The American director Phyllis Nagy shows what that meant in her film “Call Jane”.

When Joy (Elizabeth Banks), the housewife from suburban Chicago, gets stuck, she calls a number she saw on a street billboard.

The emergency helper Jane, who is advertised on the note, is not a real person, Joy notes, but a code name for a group of women around the activist Virginia (Sigourney Weaver), who organize abortions with the help of a fake doctor.

With the Janes, as they call themselves, Joy not only gets her abortion, but also a motivation for her life.

From now on, she decides, she wants to help other women who are like her or much worse.

Ice-cold euphoria

It's a good thing that "Call Jane" and Andreas Dresen's film "Rabiye Kurnaz vs.

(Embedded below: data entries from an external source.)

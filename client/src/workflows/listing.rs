use candid::Principal;
use did::assets::AssetDetails;

use crate::assets::AssetStore;
use crate::config::Config;
use crate::error::ClientError;
use crate::session::Session;
use crate::workflows::upload::upload_namespace;

/// One stored file as displayed to the user.
#[derive(Debug, Clone, PartialEq, Eq)]
pub struct UploadRecord {
    /// Backend-assigned storage key; doubles as the asset's locator path.
    pub key: String,
    /// Original file name, recovered from the key.
    pub filename: String,
    /// Creation time embedded in the key, in milliseconds since the epoch.
    pub timestamp_ms: u64,
}

/// In-memory, display-ordered list of the user's files.
///
/// Rebuilt from the backend on every session change; transient UI state,
/// not a system of record.
#[derive(Debug, Default)]
pub struct FileList {
    records: Vec<UploadRecord>,
}

impl FileList {
    pub fn records(&self) -> &[UploadRecord] {
        &self.records
    }

    pub fn len(&self) -> usize {
        self.records.len()
    }

    pub fn is_empty(&self) -> bool {
        self.records.is_empty()
    }

    /// Find a record by storage key or display name.
    pub fn find(&self, needle: &str) -> Option<&UploadRecord> {
        self.records
            .iter()
            .find(|record| record.key == needle || record.filename == needle)
    }

    pub(crate) fn prepend(&mut self, record: UploadRecord) {
        self.records.insert(0, record);
    }

    fn clear(&mut self) {
        self.records.clear();
    }

    fn replace(&mut self, records: Vec<UploadRecord>) {
        self.records = records;
    }

    fn remove_key(&mut self, key: &str) {
        self.records.retain(|record| record.key != key);
    }
}

/// Listing and removal workflow over the user's upload namespace.
#[derive(Debug, Default)]
pub struct ListingWorkflow {
    list: FileList,
}

impl ListingWorkflow {
    pub fn new() -> Self {
        Self::default()
    }

    pub fn list(&self) -> &FileList {
        &self.list
    }

    pub(crate) fn list_mut(&mut self) -> &mut FileList {
        &mut self.list
    }

    /// Rebuild the list from the backend.
    ///
    /// Logged out, the list is cleared unconditionally. A listing failure
    /// is surfaced and leaves the previous list value intact.
    pub async fn refresh<S: AssetStore>(
        &mut self,
        session: &Session,
        store: Option<&S>,
    ) -> Result<(), ClientError> {
        if !session.is_authenticated {
            self.list.clear();
            return Ok(());
        }
        let Some(store) = store else {
            self.list.clear();
            return Ok(());
        };

        let assets = store.list().await?;
        self.list
            .replace(Self::to_records(assets, &session.principal));
        log::debug!("listed {} file(s)", self.list.len());
        Ok(())
    }

    /// Delete the asset behind `key`. The record leaves the list only when
    /// the backend confirms the delete.
    pub async fn remove<S: AssetStore>(
        &mut self,
        session: &Session,
        store: &S,
        key: &str,
    ) -> Result<(), ClientError> {
        if !session.is_authenticated {
            return Err(ClientError::Session(
                "log in before deleting files".to_string(),
            ));
        }
        store.delete_asset(key).await?;
        self.list.remove_key(key);
        Ok(())
    }

    /// Stable URL the asset behind `record` is served at, for the hosting
    /// environment to fetch and save under the record's display name.
    pub fn download_url(&self, config: &Config, record: &UploadRecord) -> String {
        config.asset_url(&record.key)
    }

    /// Filter to the principal's namespace, order by backend-reported
    /// recency, and derive the display metadata from each key.
    fn to_records(assets: Vec<AssetDetails>, principal: &Principal) -> Vec<UploadRecord> {
        let namespace = format!("{}/", upload_namespace(principal));
        let mut assets: Vec<AssetDetails> = assets
            .into_iter()
            .filter(|asset| asset.key.starts_with(&namespace))
            .collect();
        assets.sort_by(|a, b| b.modified().cmp(&a.modified()));
        assets
            .into_iter()
            .map(|asset| Self::to_record(asset.key))
            .collect()
    }

    /// Strip the path and the timestamp prefix to recover the original
    /// file name.
    fn to_record(key: String) -> UploadRecord {
        let stored_name = key.rsplit('/').next().unwrap_or_default();
        let (timestamp_ms, filename) = match stored_name.split_once('-') {
            Some((prefix, rest))
                if !rest.is_empty() && !prefix.is_empty()
                    && prefix.bytes().all(|byte| byte.is_ascii_digit()) =>
            {
                (prefix.parse::<u64>().unwrap_or(0), rest.to_string())
            }
            _ => (0, stored_name.to_string()),
        };
        UploadRecord {
            key,
            filename,
            timestamp_ms,
        }
    }
}
mod listing;
mod upload;

pub use self::listing::{FileList, ListingWorkflow, UploadRecord};
pub use self::upload::{MAX_FILE_SIZE, SelectedFile, UploadWorkflow};
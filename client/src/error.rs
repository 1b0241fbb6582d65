use thiserror::Error;

/// Message fragment the backend uses when rejecting a caller.
const UNAUTHORIZED_PATTERN: &str = "is not authorized";

/// Errors surfaced by the storage client.
///
/// Backend failures are classified at the workflow boundary: authorization
/// rejections get their own variant so the presentation layer can render a
/// friendlier notice, everything else is surfaced verbatim. Nothing is
/// retried automatically.
#[derive(Debug, Error)]
pub enum ClientError {
    /// Rejected before any network call was made.
    #[error("{0}")]
    Validation(String),
    /// The backend rejected the operation for the current identity.
    #[error("{0}")]
    Unauthorized(String),
    /// Transport or replica failure.
    #[error(transparent)]
    Agent(#[from] ic_agent::AgentError),
    /// Asset store rejected the operation.
    #[error("{0}")]
    Store(String),
    /// Session state is missing or unusable.
    #[error("{0}")]
    Session(String),
    #[error(transparent)]
    Io(#[from] std::io::Error),
}

impl ClientError {
    /// Classify a backend call failure by its message.
    pub fn from_agent(error: ic_agent::AgentError) -> Self {
        let message = error.to_string();
        if message.contains(UNAUTHORIZED_PATTERN) {
            ClientError::Unauthorized(message)
        } else {
            ClientError::Agent(error)
        }
    }

    /// Classify a backend failure reported as a bare message.
    pub fn backend(message: impl Into<String>) -> Self {
        let message = message.into();
        if message.contains(UNAUTHORIZED_PATTERN) {
            ClientError::Unauthorized(message)
        } else {
            ClientError::Store(message)
        }
    }

    /// Message shown to the user.
    pub fn user_message(&self) -> String {
        match self {
            ClientError::Unauthorized(_) => {
                "Caller is not authorized, follow the authorization instructions in the README"
                    .to_string()
            }
            other => other.to_string(),
        }
    }
}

George W. Bush" were screened close together at the Berlinale.

Because that's how one film could criticize the other, without any intention, just because it existed.

A festival is more than a bunch of films, it's a mosaic, a jigsaw puzzle whose pieces come together in the eye of the beholder.

And so it happened that Rabiye Kurnaz vs. George W. Bush looked bad in comparison to Call Jane — not because its subject, Murat Kurnaz's mother's years-long legal battle to free her son, wrongfully held in Guantanamo, might have been less important.

It's because Dresen and his screenwriter Laila Stieler didn't manage to turn the chronology of events into something like a story.

That chronology, it is true, is long - 1786 days in total, many of which the film faithfully enumerates.

But "Rabiye Kurnaz" seems long-winded because its heroine, played by the German-Turkish entertainer Meltem Kaptan, does not change over the course of the story, unlike the housewife Joy in "Call Jane".

She remains the same warm-hearted and unflappable mother she was in the beginning, and Alexander Scheer as lawyer Docke assists her with the ice-cold euphoria of the textbook Hanseatic.